A Shocking Diagnosis for Young Albi

In a heartbreaking tale of parental love and resilience, Erin Ward and Calum Blackman, a couple from Bridgend, are coming to terms with the realities of their 20-month-old son Albi's rare genetic condition. Born with recessive dystrophic epidermolysis bullosa (RDEB), Albi’s skin is so fragile that even a gentle cuddle can result in severe tears and blisters.

The Everyday Struggles of Living with RDEB

This life-limiting condition doesn’t just stop at the surface; it deeply affects Albi's internal skin, causing his mouth and esophagus to blister, turning the simple act of eating into a painful ordeal. Currently, he relies on a feeding tube to sustain him.

Fragile as a Butterfly

Often referred to as 'butterfly children' due to the delicate nature of their skin, those like Albi face numerous challenges. "You would never believe that skin could be so fragile," says Erin, emphasizing how the slightest touch can inflict pain.

A Shattered Expectation

When Albi was born on August 19, 2021, the gravity of his condition became evident. His parents were devastated to learn that a simple skin condition was actually a severe and permanent diagnosis that would affect their child’s life profoundly.

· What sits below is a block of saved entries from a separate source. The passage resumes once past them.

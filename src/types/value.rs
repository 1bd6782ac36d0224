use serde::{Deserialize, Serialize};
use std::cmp::Ordering;
use std::fmt;

/// Declared kind of a property type
///
/// Every value written to a property must have exactly this kind; there are
/// no implicit widenings (an `Integer` is not accepted by a `Long` property).
#[derive(Copy, Clone, Debug, Eq, PartialEq, Hash, Ord, PartialOrd, Serialize, Deserialize)]
pub enum ValueKind {
    Boolean,
    Integer,
    Long,
    Double,
    Text,
}

impl fmt::Display for ValueKind {
    fn fmt(&self, f: &mut fmt::Formatter<'_>) -> fmt::Result {
        let name = match self {
            ValueKind::Boolean => "boolean",
            ValueKind::Integer => "integer",
            ValueKind::Long => "long",
            ValueKind::Double => "double",
            ValueKind::Text => "text",
        };
        f.write_str(name)
    }
}

/// A property value
///
/// Values are totally ordered: values of different kinds order by kind, and
/// doubles use IEEE-754 total ordering so they can key an ordered index.
#[derive(Debug, Clone, Serialize, Deserialize)]
pub enum Value {
    Boolean(bool),
    Integer(i32),
    Long(i64),
    Double(f64),
    Text(String),
}

impl Value {
    pub fn kind(&self) -> ValueKind {
        match self {
            Value::Boolean(_) => ValueKind::Boolean,
            Value::Integer(_) => ValueKind::Integer,
            Value::Long(_) => ValueKind::Long,
            Value::Double(_) => ValueKind::Double,
            Value::Text(_) => ValueKind::Text,
        }
    }

    pub fn as_bool(&self) -> Option<bool> {
        match self {
            Value::Boolean(b) => Some(*b),
            _ => None,
        }
    }

    pub fn as_int(&self) -> Option<i32> {
        match self {
            Value::Integer(i) => Some(*i),
            _ => None,
        }
    }

    pub fn as_long(&self) -> Option<i64> {
        match self {
            Value::Long(l) => Some(*l),
            _ => None,
        }
    }

    pub fn as_double(&self) -> Option<f64> {
        match self {
            Value::Double(d) => Some(*d),
            _ => None,
        }
    }

    pub fn as_text(&self) -> Option<&str> {
        match self {
            Value::Text(s) => Some(s),
            _ => None,
        }
    }
}

impl Ord for Value {
    fn cmp(&self, other: &Self) -> Ordering {
        match (self, other) {
            (Value::Boolean(a), Value::Boolean(b)) => a.cmp(b),
            (Value::Integer(a), Value::Integer(b)) => a.cmp(b),
            (Value::Long(a), Value::Long(b)) => a.cmp(b),
            (Value::Double(a), Value::Double(b)) => a.total_cmp(b),
            (Value::Text(a), Value::Text(b)) => a.cmp(b),
            _ => self.kind().cmp(&other.kind()),
        }
    }
}

impl PartialOrd for Value {
    fn partial_cmp(&self, other: &Self) -> Option<Ordering> {
        Some(self.cmp(other))
    }
}

impl PartialEq for Value {
    fn eq(&self, other: &Self) -> bool {
        self.cmp(other) == Ordering::Equal
    }
}

impl Eq for Value {}

impl fmt::Display for Value {
    fn fmt(&self, f: &mut fmt::Formatter<'_>) -> fmt::Result {
        match self {
            Value::Boolean(b) => write!(f, "{}", b),
            Value::Integer(i) => write!(f, "{}", i),
            Value::Long(l) => write!(f, "{}L", l),
            Value::Double(d) => write!(f, "{}", d),
            Value::Text(s) => write!(f, "\"{}\"", s),
        }
    }
}

impl From<bool> for Value {
    fn from(b: bool) -> Self {
        Value::Boolean(b)
    }
}

impl From<i32> for Value {
    fn from(i: i32) -> Self {
        Value::Integer(i)
    }
}

impl From<i64> for Value {
    fn from(l: i64) -> Self {
        Value::Long(l)
    }
}

impl From<f64> for Value {
    fn from(d: f64) -> Self {
        Value::Double(d)
    }
}

impl From<&str> for Value {
    fn from(s: &str) -> Self {
        Value::Text(s.to_string())
    }
}

impl From<String> for Value {
    fn from(s: String) -> Self {
        Value::Text(s)
    }
}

Raising Awareness and Hope

The couple is committed to raising awareness about RDEB and fighting for a cure. Currently, Albi is participating in a groundbreaking stem cell clinical trial at Great Ormond Street Hospital, receiving infusions every two months in hopes of finding an effective treatment.

A Tireless Routine of Care

Erin and Calum dedicate countless hours to caring for Albi. Every day requires a meticulous routine of removing old bandages and applying new ones, a process that inflicts pain but is crucial for his protection and healing. "It takes up a lot of our morning, and it’s heartbreaking to see him in discomfort," Erin shares.

Facing Stigma and Raising Awareness

As Albi navigates his world, his parents face the challenge of public perception. They often receive curious glances and questions about his appearance. "It can be upsetting, but Albi is such a joyful child," Erin explains, underscoring the importance of educating others about his condition.

A Future of Hope

Despite the challenges, Erin and Calum remain hopeful. They wish to wrap Albi in cotton wool to shield him from harm, but they also strive to ensure he enjoys life to the fullest. The couple dreams of a day when a cure will be found, allowing their son to live without the relentless pain and limitations of his condition.

Albi’s Fight Continues

As Albi grows, his parents face the reality that healing may become more complicated, making their current efforts more vital than ever. They remain staunch advocates for their son, eager to spread awareness and support for families facing similar battles.